Éditorial Mise à jour économique

On peut parler d’éducation, maintenant ?

Une baisse d’impôt et un chèque de 100 $ aux parents.

Le gouvernement s’est adressé aux « payeurs de taxes » que nous sommes, hier, en nous offrant un allègement fiscal supplémentaire. C’est de bonne guerre, car c’est vrai que de nombreux électeurs se considèrent comme surimposés.

Mais maintenant qu’on a droit à cette sixième baisse d’impôt en 25 ans, selon les calculs du collègue Francis Vailles, peut-on collectivement souhaiter autre chose qu’un énième allègement fiscal ? Peut-on demander au gouvernement de mettre enfin de côté l’obsession des impôts au profit d’une priorité plus substantielle ? Comme l’éducation, par exemple ?

Par la faute des partis politiques, mais aussi, beaucoup, des électeurs, avouons-le, le débat public au Québec tourne autour de questions pécuniaires depuis des années. Comme si nous abordions la politique en simple contribuable. Comme si nous n’étions que des payeurs de taxes dont l’aspiration se limite à une bonification du pouvoir d’achat.

Maintenant que le gouvernement a répondu à ce besoin maintes fois répété, maintenant qu’il a aussi fait le ménage dans les finances publiques et que l’économie tourne à plein régime, le temps serait venu de s’occuper des véritables « vraies affaires », des enjeux qui nous définissent comme société, qui nous projettent dans l’avenir, non ?

Plusieurs questions significatives profiteraient de notre attention collective, mais dans le lot, l’éducation s’impose plus que toutes les autres au Québec. 

Il n’y a qu’à jeter un œil au rattrapage nécessaire en matière de diplomation, aux immenses besoins en main-d’œuvre ou encore aux transformations en cours de l’économie pour comprendre que l’éducation mériterait de se hisser au sommet des priorités de l’État.

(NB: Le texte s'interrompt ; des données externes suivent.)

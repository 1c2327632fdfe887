//! Scene composition: background, vertical color label, poem block and the
//! terrain layers, drawn into one surface.
//!
//! The same draw pass backs the interactive surface and offscreen export.

use std::future::Future;
use std::sync::Arc;
use std::time::{Duration, Instant};

use anyhow::{bail, Context, Result};
use rand::rngs::StdRng;
use rand::{Rng, SeedableRng};
use tracing::{debug, info};

use crate::canvas::{Canvas, HAlign, RectSpec, Surface, TextStyle, VAlign};
use crate::color::Rgba;
use crate::noise_field::{NoiseField, PerlinField};
use crate::raster::PixmapCanvas;
use crate::schema::{Poem, WaveSceneConfig, DARK_BACKGROUND, LIGHT_BACKGROUND};
use crate::terrain::{grow_layers, Mountain, LAYER_COUNT};
use crate::typography::Typeface;

pub const RESIZE_DEBOUNCE: Duration = Duration::from_millis(250);

pub const LABEL_SIZE: f32 = 150.0;
pub const LABEL_RIGHT_INSET: f32 = 30.0;
pub const LABEL_LINE_SPACING: f32 = 1.2;
pub const LABEL_TOP_ONSCREEN: f32 = 50.0;
pub const LABEL_TOP_OFFSCREEN: f32 = 100.0;
pub const LABEL_ON_DARK: Rgba = Rgba::rgba(255, 255, 255, 51);
pub const LABEL_ON_LIGHT: Rgba = Rgba::rgba(0, 0, 0, 51);

pub const POEM_SIZE: f32 = 28.0;
pub const TITLE_SIZE: f32 = 16.0;
pub const AUTHOR_SIZE: f32 = 12.0;
pub const TITLE_AUTHOR_GAP: f32 = 15.0;
pub const AUTHOR_PADDING: f32 = 4.0;
pub const POEM_Y_RATIO: f32 = 0.25;
pub const AUTHOR_Y_OFFSET: f32 = 30.0;
pub const AUTHOR_TEXT_NUDGE: f32 = 2.0;
pub const AUTHOR_BADGE_RADIUS: f32 = 3.0;
pub const AUTHOR_BADGE_HEIGHT: f32 = 22.0;
pub const AUTHOR_BADGE_COLOR: Rgba = Rgba::rgb(0xc9, 0x33, 0x3e);

/// Terrain is drawn shifted down by this share of the canvas height.
pub const TERRAIN_Y_RATIO: f32 = 0.67;

/// Everything one draw pass reads.
pub struct DrawContext<'a> {
    pub config: &'a WaveSceneConfig,
    pub mountains: &'a [Mountain],
    pub noise: &'a dyn NoiseField,
    pub pixel_density: f32,
    pub label_top: f32,
}

/// Runs the full draw pass: background, label, poem, terrain.
pub fn draw_scene<C: Canvas + ?Sized>(canvas: &mut C, ctx: &DrawContext<'_>) {
    let width = canvas.width() as f32;
    let height = canvas.height() as f32;

    canvas.fill_background(ctx.config.background_color);

    if let Some(label) = ctx.config.label() {
        draw_label(canvas, label, ctx, width);
    }

    if let Some(poem) = ctx.config.poem() {
        draw_poem(canvas, poem, ctx.config.is_dark_mode, width, height);
    }

    canvas.translate(0.0, height * TERRAIN_Y_RATIO);
    for mountain in ctx.mountains {
        let polygon = mountain.polygon(width, height, ctx.noise);
        canvas.fill_polygon(&polygon, mountain.color());
    }
    canvas.reset_translation();
}

fn draw_label<C: Canvas + ?Sized>(canvas: &mut C, label: &str, ctx: &DrawContext<'_>, width: f32) {
    if !canvas.can_render(label) {
        debug!("label skipped, canvas cannot render it");
        return;
    }
    let size = LABEL_SIZE / ctx.pixel_density.max(f32::EPSILON);
    let style = TextStyle {
        size,
        color: if ctx.config.is_dark_mode {
            LABEL_ON_DARK
        } else {
            LABEL_ON_LIGHT
        },
        align: HAlign::Right,
        baseline: VAlign::Top,
    };

    let mut y = ctx.label_top;
    let mut buffer = [0_u8; 4];
    for ch in label.chars() {
        canvas.draw_text(ch.encode_utf8(&mut buffer), width - LABEL_RIGHT_INSET, y, &style);
        y += size * LABEL_LINE_SPACING;
    }
}

/// Horizontal layout of the title/author line.
#[derive(Debug, Clone, Copy, PartialEq)]
pub struct BylineLayout {
    pub start_x: f32,
    pub start_y: f32,
    pub title_width: f32,
    pub author_width: f32,
    pub badge: RectSpec,
}

pub fn byline_layout<C: Canvas + ?Sized>(
    canvas: &C,
    title_text: &str,
    author: &str,
    width: f32,
    height: f32,
) -> BylineLayout {
    let title_width = canvas.text_width(title_text, TITLE_SIZE);
    let author_width = canvas.text_width(author, AUTHOR_SIZE);
    let start_x = width / 2.0 - (author_width + title_width + TITLE_AUTHOR_GAP) / 2.0;
    let start_y = height * POEM_Y_RATIO + AUTHOR_Y_OFFSET;

    BylineLayout {
        start_x,
        start_y,
        title_width,
        author_width,
        badge: RectSpec {
            x: start_x + title_width + TITLE_AUTHOR_GAP - AUTHOR_PADDING,
            y: start_y - AUTHOR_PADDING,
            width: author_width + AUTHOR_PADDING * 2.0,
            height: AUTHOR_BADGE_HEIGHT,
        },
    }
}

pub fn bracketed_title(title: &str) -> String {
    format!("「{title}」")
}

fn draw_poem<C: Canvas + ?Sized>(
    canvas: &mut C,
    poem: &Poem,
    is_dark_mode: bool,
    width: f32,
    height: f32,
) {
    let title_text = bracketed_title(&poem.title);
    // Content, title and author badge go together or not at all.
    let renderable = [poem.content.as_str(), title_text.as_str(), poem.author.as_str()]
        .into_iter()
        .all(|text| canvas.can_render(text));
    if !renderable {
        debug!("poem skipped, canvas cannot render its text");
        return;
    }

    let text_color = if is_dark_mode {
        LIGHT_BACKGROUND
    } else {
        DARK_BACKGROUND
    };

    canvas.draw_text(
        &poem.content,
        width / 2.0,
        height * POEM_Y_RATIO,
        &TextStyle {
            size: POEM_SIZE,
            color: text_color,
            align: HAlign::Center,
            baseline: VAlign::Middle,
        },
    );

    let layout = byline_layout(canvas, &title_text, &poem.author, width, height);

    canvas.fill_rounded_rect(layout.badge, AUTHOR_BADGE_RADIUS, AUTHOR_BADGE_COLOR);
    canvas.draw_text(
        &title_text,
        layout.start_x,
        layout.start_y,
        &TextStyle {
            size: TITLE_SIZE,
            color: text_color,
            align: HAlign::Left,
            baseline: VAlign::Top,
        },
    );
    canvas.draw_text(
        &poem.author,
        layout.start_x + layout.title_width + TITLE_AUTHOR_GAP,
        layout.start_y + AUTHOR_TEXT_NUDGE,
        &TextStyle {
            size: AUTHOR_SIZE,
            color: LIGHT_BACKGROUND,
            align: HAlign::Left,
            baseline: VAlign::Top,
        },
    );
}

#[derive(Debug, Clone, Copy, PartialEq)]
pub struct ResizeRequest {
    pub width: u32,
    pub height: u32,
    pub pixel_density: f32,
}

/// Interactive scene: owns its config, terrain batch and on-screen surface.
pub struct Scene<S: Surface = PixmapCanvas> {
    config: WaveSceneConfig,
    pixel_density: f32,
    mountains: Vec<Mountain>,
    noise: PerlinField,
    typeface: Option<Arc<Typeface>>,
    surface: S,
    rng: StdRng,
    resize: crate::debounce::Debouncer<ResizeRequest>,
    rebuilds: u64,
    redraws: u64,
}

impl<S: Surface> Scene<S> {
    /// Allocates the surface, grows the first terrain batch and draws once.
    pub fn initialize(
        container_width: u32,
        container_height: u32,
        pixel_density: f32,
        config: WaveSceneConfig,
        typeface: Option<Arc<Typeface>>,
    ) -> Result<Self> {
        let mut rng = StdRng::from_rng(&mut rand::rng());
        let noise = PerlinField::new(rng.random());
        Self::initialize_with(
            container_width,
            container_height,
            pixel_density,
            config,
            typeface,
            noise,
            rng,
        )
    }

    /// Like [`Scene::initialize`] with caller-provided randomness.
    pub fn initialize_with(
        container_width: u32,
        container_height: u32,
        pixel_density: f32,
        config: WaveSceneConfig,
        typeface: Option<Arc<Typeface>>,
        noise: PerlinField,
        rng: StdRng,
    ) -> Result<Self> {
        let pixel_density = sanitize_density(pixel_density)?;
        let surface = S::allocate(container_width, container_height, typeface.clone())
            .context("failed to allocate on-screen surface")?;

        let mut scene = Self {
            config,
            pixel_density,
            mountains: Vec::new(),
            noise,
            typeface,
            surface,
            rng,
            resize: crate::debounce::Debouncer::new(RESIZE_DEBOUNCE),
            rebuilds: 0,
            redraws: 0,
        };
        scene.rebuild_terrain();
        scene.redraw();
        info!(
            width = container_width,
            height = container_height,
            pixel_density,
            "scene initialized"
        );
        Ok(scene)
    }

    pub fn config(&self) -> &WaveSceneConfig {
        &self.config
    }

    pub fn mountains(&self) -> &[Mountain] {
        &self.mountains
    }

    pub fn surface(&self) -> &S {
        &self.surface
    }

    pub fn pixel_density(&self) -> f32 {
        self.pixel_density
    }

    pub fn rebuild_count(&self) -> u64 {
        self.rebuilds
    }

    pub fn redraw_count(&self) -> u64 {
        self.redraws
    }

    /// Swaps in a new config snapshot, regrows terrain and redraws once.
    pub fn update(&mut self, config: WaveSceneConfig) {
        self.config = config;
        self.rebuild_terrain();
        self.redraw();
        debug!(wave_color = %self.config.wave_color, "scene updated");
    }

    /// Schedules a resize; bursts inside [`RESIZE_DEBOUNCE`] collapse into one.
    pub fn resize(&mut self, width: u32, height: u32, pixel_density: f32, now: Instant) {
        let request = ResizeRequest {
            width,
            height,
            pixel_density,
        };
        if let Some(dropped) = self.resize.schedule(request, now) {
            debug!(?dropped, "coalesced resize");
        }
    }

    /// Applies the pending resize once its window has passed.
    ///
    /// Returns `true` if the surface was rebuilt.
    pub fn poll_resize(&mut self, now: Instant) -> Result<bool> {
        let Some(request) = self.resize.take_due(now) else {
            return Ok(false);
        };
        self.apply_resize(request)?;
        Ok(true)
    }

    fn apply_resize(&mut self, request: ResizeRequest) -> Result<()> {
        let pixel_density = sanitize_density(request.pixel_density)?;
        self.surface = S::allocate(request.width, request.height, self.typeface.clone())
            .context("failed to reallocate surface on resize")?;
        self.pixel_density = pixel_density;
        self.rebuild_terrain();
        self.redraw();
        info!(
            width = request.width,
            height = request.height,
            "scene resized"
        );
        Ok(())
    }

    /// Runs the draw pass into the on-screen surface.
    pub fn redraw(&mut self) {
        let ctx = DrawContext {
            config: &self.config,
            mountains: &self.mountains,
            noise: &self.noise,
            pixel_density: self.pixel_density,
            label_top: LABEL_TOP_ONSCREEN,
        };
        draw_scene(&mut self.surface, &ctx);
        self.redraws += 1;
    }

    fn rebuild_terrain(&mut self) {
        let height = self.surface.height() as f32;
        self.mountains = grow_layers(LAYER_COUNT, self.config.wave_color, height, &mut self.rng);
        self.rebuilds += 1;
    }

    /// Renders the current config into an isolated surface of
    /// `screen_width`×`screen_height` and resolves with PNG bytes.
    ///
    /// The returned future owns a snapshot of everything it reads; the scene
    /// can keep changing while it runs.
    pub fn render_offscreen(
        &self,
        screen_width: u32,
        screen_height: u32,
    ) -> impl Future<Output = Result<Vec<u8>>> + 'static {
        let job = OffscreenJob {
            config: self.config.clone(),
            noise: self.noise.clone(),
            typeface: self.typeface.clone(),
            pixel_density: self.pixel_density,
            width: screen_width,
            height: screen_height,
        };
        async move { job.run().await }
    }
}

/// Renders `config` straight to PNG bytes without an on-screen scene.
pub async fn render_wallpaper(
    config: WaveSceneConfig,
    typeface: Option<Arc<Typeface>>,
    pixel_density: f32,
    screen_width: u32,
    screen_height: u32,
) -> Result<Vec<u8>> {
    let job = OffscreenJob {
        config,
        noise: PerlinField::new(rand::rng().random()),
        typeface,
        pixel_density: sanitize_density(pixel_density)?,
        width: screen_width,
        height: screen_height,
    };
    job.run().await
}

fn sanitize_density(pixel_density: f32) -> Result<f32> {
    if !pixel_density.is_finite() || pixel_density <= 0.0 {
        bail!("pixel density must be a positive number, got {pixel_density}");
    }
    Ok(pixel_density)
}

struct OffscreenJob {
    config: WaveSceneConfig,
    noise: PerlinField,
    typeface: Option<Arc<Typeface>>,
    pixel_density: f32,
    width: u32,
    height: u32,
}

impl OffscreenJob {
    async fn run(self) -> Result<Vec<u8>> {
        let mut surface = OffscreenSurface::acquire(self.width, self.height, self.typeface.clone())
            .await
            .context("failed to acquire offscreen surface")?;

        let mut rng = StdRng::from_rng(&mut rand::rng());
        let mountains = grow_layers(
            LAYER_COUNT,
            self.config.wave_color,
            self.height as f32,
            &mut rng,
        );
        let ctx = DrawContext {
            config: &self.config,
            mountains: &mountains,
            noise: &self.noise,
            pixel_density: self.pixel_density,
            label_top: LABEL_TOP_OFFSCREEN,
        };
        draw_scene(surface.canvas_mut(), &ctx);

        let bytes = surface.canvas().encode_png()?;
        info!(
            width = self.width,
            height = self.height,
            bytes = bytes.len(),
            "offscreen render complete"
        );
        Ok(bytes)
    }
}

/// Offscreen surface scoped to one export; released on drop, success or not.
pub struct OffscreenSurface {
    canvas: PixmapCanvas,
}

impl OffscreenSurface {
    pub async fn acquire(
        width: u32,
        height: u32,
        typeface: Option<Arc<Typeface>>,
    ) -> Result<Self> {
        let canvas = PixmapCanvas::new(width, height, typeface)?;
        debug!(width, height, "offscreen surface acquired");
        Ok(Self { canvas })
    }

    pub fn canvas(&self) -> &PixmapCanvas {
        &self.canvas
    }

    pub fn canvas_mut(&mut self) -> &mut PixmapCanvas {
        &mut self.canvas
    }
}

impl Drop for OffscreenSurface {
    fn drop(&mut self) {
        debug!(
            width = self.canvas.width(),
            height = self.canvas.height(),
            "offscreen surface released"
        );
    }
}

C’est d’ailleurs ce que promettent de faire tous les partis, en discours à tout le moins. Le premier ministre Couillard en parle en effet comme de son « grand projet collectif ». Et chacune des grandes formations politiques en fait une « priorité », en mettant de l’avant leur champion respectif : Sébastien Proulx (PLQ), Alexandre Cloutier (PQ), Jean-François Roberge (CAQ).

Mais si le passé est garant de l’avenir, l’éducation disparaîtra bientôt des discours et plateformes… au profit, justement, d’une nouvelle ronde de promesses fiscales, de bonbons financiers et de baisses supplémentaires de taxes.

« Chaque fois, c’est la même chose, confirme le professeur Égide Royer, de l’Université Laval. L’éducation fait partie de tous les discours à Québec, mais à la seconde où des élections sont déclenchées, plus personne n’en parle vraiment. »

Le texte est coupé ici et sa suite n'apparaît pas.